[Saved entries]
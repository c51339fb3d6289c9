//! Server Discovery Tests
//!
//! Tests the server-list endpoint against a mock provider.

use aniresolve::error::ErrorKind;
use aniresolve::models::{AudioKind, DiagnosticKind, EpisodeRef};
use aniresolve::ProviderClient;
use mockito::{Matcher, Server};
use serde_json::json;

// =============================================================================
// Fixtures
// =============================================================================

fn server_list_html() -> String {
    r#"<div class="ps_-block ps_-block-sub servers-sub">
        <div class="ps__-list">
            <div class="item server-item" data-type="sub" data-id="612345" data-server-id="4"><a href="javascript:;" class="btn">VidStreaming</a></div>
            <div class="item server-item" data-type="sub" data-id="612346" data-server-id="1"><a href="javascript:;" class="btn">MegaCloud</a></div>
        </div>
    </div>
    <div class="ps_-block ps_-block-sub servers-dub">
        <div class="ps__-list">
            <div class="item server-item" data-type="dub" data-id="612400" data-server-id="4"><a href="javascript:;" class="btn">VidStreaming</a></div>
        </div>
    </div>"#
        .to_string()
}

fn envelope(status: bool, html: &str) -> String {
    json!({ "status": status, "html": html }).to_string()
}

async fn mock_servers(server: &mut Server, episode_id: &str, body: String) -> mockito::Mock {
    server
        .mock("GET", "/ajax/v2/episode/servers")
        .match_query(Matcher::UrlEncoded("episodeId".into(), episode_id.into()))
        .with_status(200)
        .with_header("content-type", "application/json")
        .with_body(body)
        .create_async()
        .await
}

// =============================================================================
// Discovery
// =============================================================================

/// Test: SUB servers are listed in page order
#[tokio::test]
async fn test_discover_sub_servers() {
    let mut server = Server::new_async().await;
    let mock = mock_servers(&mut server, "2142", envelope(true, &server_list_html())).await;

    let client = ProviderClient::with_base_url(server.url());
    let list = client
        .discover_servers(&EpisodeRef::new("2142"), false)
        .await
        .unwrap();

    mock.assert_async().await;

    assert_eq!(list.servers.len(), 2);
    assert_eq!(list.servers[0].id, "612345");
    assert_eq!(list.servers[0].display_name, "VidStreaming");
    assert_eq!(list.servers[1].display_name, "MegaCloud");
    assert!(list.servers.iter().all(|s| s.kind == AudioKind::Sub));
    assert!(list.skipped.is_empty());
}

/// Test: DUB servers follow SUB servers when requested
#[tokio::test]
async fn test_discover_includes_dub() {
    let mut server = Server::new_async().await;
    let _mock = mock_servers(&mut server, "2142", envelope(true, &server_list_html())).await;

    let client = ProviderClient::with_base_url(server.url());
    let list = client
        .discover_servers(&EpisodeRef::new("2142"), true)
        .await
        .unwrap();

    let kinds: Vec<AudioKind> = list.servers.iter().map(|s| s.kind).collect();
    assert_eq!(kinds, vec![AudioKind::Sub, AudioKind::Sub, AudioKind::Dub]);
    assert_eq!(list.servers[2].id, "612400");
}

/// Test: a watch URL resolves to the id after `ep=`
#[tokio::test]
async fn test_discover_from_watch_url() {
    let mut server = Server::new_async().await;
    let mock = mock_servers(&mut server, "2142", envelope(true, &server_list_html())).await;

    let client = ProviderClient::with_base_url(server.url());
    let episode = EpisodeRef::new("/watch/one-piece-100?ep=2142");
    let list = client.discover_servers(&episode, false).await.unwrap();

    mock.assert_async().await;
    assert_eq!(list.servers.len(), 2);
}

/// Test: server items without an id are reported, not fatal
#[tokio::test]
async fn test_missing_ids_are_skipped() {
    let html = r#"<div class="servers-sub">
        <div class="item" data-id=""><a>Ghost</a></div>
        <div class="item" data-id="7"><a>HD-1</a></div>
    </div>"#;

    let mut server = Server::new_async().await;
    let _mock = mock_servers(&mut server, "99", envelope(true, html)).await;

    let client = ProviderClient::with_base_url(server.url());
    let list = client
        .discover_servers(&EpisodeRef::new("99"), false)
        .await
        .unwrap();

    assert_eq!(list.servers.len(), 1);
    assert_eq!(list.servers[0].display_name, "HD-1");
    assert_eq!(list.skipped.len(), 1);
    assert_eq!(list.skipped[0].kind, DiagnosticKind::MissingServerId);
}

// =============================================================================
// Failures
// =============================================================================

/// Test: `status: false` means the episode is unknown
#[tokio::test]
async fn test_status_false_is_not_found() {
    let mut server = Server::new_async().await;
    let _mock = mock_servers(&mut server, "2142", envelope(false, "")).await;

    let client = ProviderClient::with_base_url(server.url());
    let err = client
        .discover_servers(&EpisodeRef::new("2142"), false)
        .await
        .unwrap_err();
    assert_eq!(err.kind(), ErrorKind::NotFound);
}

/// Test: no request is made when no id can be derived
#[tokio::test]
async fn test_underivable_id_is_not_found() {
    let mut server = Server::new_async().await;
    let mock = server
        .mock("GET", "/ajax/v2/episode/servers")
        .match_query(Matcher::Any)
        .expect(0)
        .create_async()
        .await;

    let client = ProviderClient::with_base_url(server.url());
    let err = client
        .discover_servers(&EpisodeRef::new("/watch/one-piece-100?ep="), false)
        .await
        .unwrap_err();

    assert_eq!(err.kind(), ErrorKind::NotFound);
    mock.assert_async().await;
}

/// Test: a non-JSON body is a decode error
#[tokio::test]
async fn test_html_body_is_decode_error() {
    let mut server = Server::new_async().await;
    let _mock = mock_servers(
        &mut server,
        "2142",
        "<html><body>Cloudflare</body></html>".to_string(),
    )
    .await;

    let client = ProviderClient::with_base_url(server.url());
    let err = client
        .discover_servers(&EpisodeRef::new("2142"), false)
        .await
        .unwrap_err();
    assert_eq!(err.kind(), ErrorKind::Decode);
}

/// Test: upstream HTTP errors surface as remote errors
#[tokio::test]
async fn test_http_error_is_remote() {
    let mut server = Server::new_async().await;
    let _mock = server
        .mock("GET", "/ajax/v2/episode/servers")
        .match_query(Matcher::Any)
        .with_status(503)
        .create_async()
        .await;

    let client = ProviderClient::with_base_url(server.url());
    let err = client
        .discover_servers(&EpisodeRef::new("2142"), false)
        .await
        .unwrap_err();
    assert_eq!(err.kind(), ErrorKind::Remote);
}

Instructions for the task
Each of the records above is to be reproduced word for word.

Response to the task
repository c51339fb3d6289c9
//! Server Discovery Tests
//!
//! Tests the server-list endpoint against a mock provider.

use aniresolve::error::ErrorKind;
use aniresolve::models::{AudioKind, DiagnosticKind, EpisodeRef};
use aniresolve::ProviderClient;
use mockito::{Matcher, Server};
use serde_json::json;

// =============================================================================
// Fixtures
// =============================================================================

fn server_list_html() -> String {
    r#"<div class="ps_-block ps_-block-sub servers-sub">
        <div class="ps__-list">
            <div class="item server-item" data-type="sub" data-id="612345" data-server-id="4"><a href="javascript:;" class="btn">VidStreaming</a></div>
            <div class="item server-item" data-type="sub" data-id="612346" data-server-id="1"><a href="javascript:;" class="btn">MegaCloud</a></div>
        </div>
    </div>
    <div class="ps_-block ps_-block-sub servers-dub">
        <div class="ps__-list">
            <div class="item server-item" data-type="dub" data-id="612400" data-server-id="4"><a href="javascript:;" class="btn">VidStreaming</a></div>
        </div>
    </div>"#
        .to_string()
}

fn envelope(status: bool, html: &str) -> String {
    json!({ "status": status, "html": html }).to_string()
}

async fn mock_servers(server: &mut Server, episode_id: &str, body: String) -> mockito::Mock {
    server
        .mock("GET", "/ajax/v2/episode/servers")
        .match_query(Matcher::UrlEncoded("episodeId".into(), episode_id.into()))
        .with_status(200)
        .with_header("content-type", "application/json")
        .with_body(body)
        .create_async()
        .await
}

// =============================================================================
// Discovery
// =============================================================================

/// Test: SUB servers are listed in page order
#[tokio::test]
async fn test_discover_sub_servers() {
    let mut server = Server::new_async().await;
    let mock = mock_servers(&mut server, "2142", envelope(true, &server_list_html())).await;

    let client = ProviderClient::with_base_url(server.url());
    let list = client
        .discover_servers(&EpisodeRef::new("2142"), false)
        .await
        .unwrap();

    mock.assert_async().await;

    assert_eq!(list.servers.len(), 2);
    assert_eq!(list.servers[0].id, "612345");
    assert_eq!(list.servers[0].display_name, "VidStreaming");
    assert_eq!(list.servers[1].display_name, "MegaCloud");
    assert!(list.servers.iter().all(|s| s.kind == AudioKind::Sub));
    assert!(list.skipped.is_empty());
}

/// Test: DUB servers follow SUB servers when requested
#[tokio::test]
async fn test_discover_includes_dub() {
    let mut server = Server::new_async().await;
    let _mock = mock_servers(&mut server, "2142", envelope(true, &server_list_html())).await;

    let client = ProviderClient::with_base_url(server.url());
    let list = client
        .discover_servers(&EpisodeRef::new("2142"), true)
        .await
        .unwrap();

    let kinds: Vec<AudioKind> = list.servers.iter().map(|s| s.kind).collect();
    assert_eq!(kinds, vec![AudioKind::Sub, AudioKind::Sub, AudioKind::Dub]);
    assert_eq!(list.servers[2].id, "612400");
}

/// Test: a watch URL resolves to the id after `ep=`
#[tokio::test]
async fn test_discover_from_watch_url() {
    let mut server = Server::new_async().await;
    let mock = mock_servers(&mut server, "2142", envelope(true, &server_list_html())).await;

    let client = ProviderClient::with_base_url(server.url());
    let episode = EpisodeRef::new("/watch/one-piece-100?ep=2142");
    let list = client.discover_servers(&episode, false).await.unwrap();

    mock.assert_async().await;
    assert_eq!(list.servers.len(), 2);
}

/// Test: server items without an id are reported, not fatal
#[tokio::test]
async fn test_missing_ids_are_skipped() {
    let html = r#"<div class="servers-sub">
        <div class="item" data-id=""><a>Ghost</a></div>
        <div class="item" data-id="7"><a>HD-1</a></div>
    </div>"#;

    let mut server = Server::new_async().await;
    let _mock = mock_servers(&mut server, "99", envelope(true, html)).await;

    let client = ProviderClient::with_base_url(server.url());
    let list = client
        .discover_servers(&EpisodeRef::new("99"), false)
        .await
        .unwrap();

    assert_eq!(list.servers.len(), 1);
    assert_eq!(list.servers[0].display_name, "HD-1");
    assert_eq!(list.skipped.len(), 1);
    assert_eq!(list.skipped[0].kind, DiagnosticKind::MissingServerId);
}

// =============================================================================
// Failures
// =============================================================================

/// Test: `status: false` means the episode is unknown
#[tokio::test]
async fn test_status_false_is_not_found() {
    let mut server = Server::new_async().await;
    let _mock = mock_servers(&mut server, "2142", envelope(false, "")).await;

    let client = ProviderClient::with_base_url(server.url());
    let err = client
        .discover_servers(&EpisodeRef::new("2142"), false)
        .await
        .unwrap_err();
    assert_eq!(err.kind(), ErrorKind::NotFound);
}

/// Test: no request is made when no id can be derived
#[tokio::test]
async fn test_underivable_id_is_not_found() {
    let mut server = Server::new_async().await;
    let mock = server
        .mock("GET", "/ajax/v2/episode/servers")
        .match_query(Matcher::Any)
        .expect(0)
        .create_async()
        .await;

    let client = ProviderClient::with_base_url(server.url());
    let err = client
        .discover_servers(&EpisodeRef::new("/watch/one-piece-100?ep="), false)
        .await
        .unwrap_err();

    assert_eq!(err.kind(), ErrorKind::NotFound);
    mock.assert_async().await;
}

/// Test: a non-JSON body is a decode error
#[tokio::test]
async fn test_html_body_is_decode_error() {
    let mut server = Server::new_async().await;
    let _mock = mock_servers(
        &mut server,
        "2142",
        "<html><body>Cloudflare</body></html>".to_string(),
    )
    .await;

    let client = ProviderClient::with_base_url(server.url());
    let err = client
        .discover_servers(&EpisodeRef::new("2142"), false)
        .await
        .unwrap_err();
    assert_eq!(err.kind(), ErrorKind::Decode);
}

/// Test: upstream HTTP errors surface as remote errors
#[tokio::test]
async fn test_http_error_is_remote() {
    let mut server = Server::new_async().await;
    let _mock = server
        .mock("GET", "/ajax/v2/episode/servers")
        .match_query(Matcher::Any)
        .with_status(503)
        .create_async()
        .await;

    let client = ProviderClient::with_base_url(server.url());
    let err = client
        .discover_servers(&EpisodeRef::new("2142"), false)
        .await
        .unwrap_err();
    assert_eq!(err.kind(), ErrorKind::Remote);
}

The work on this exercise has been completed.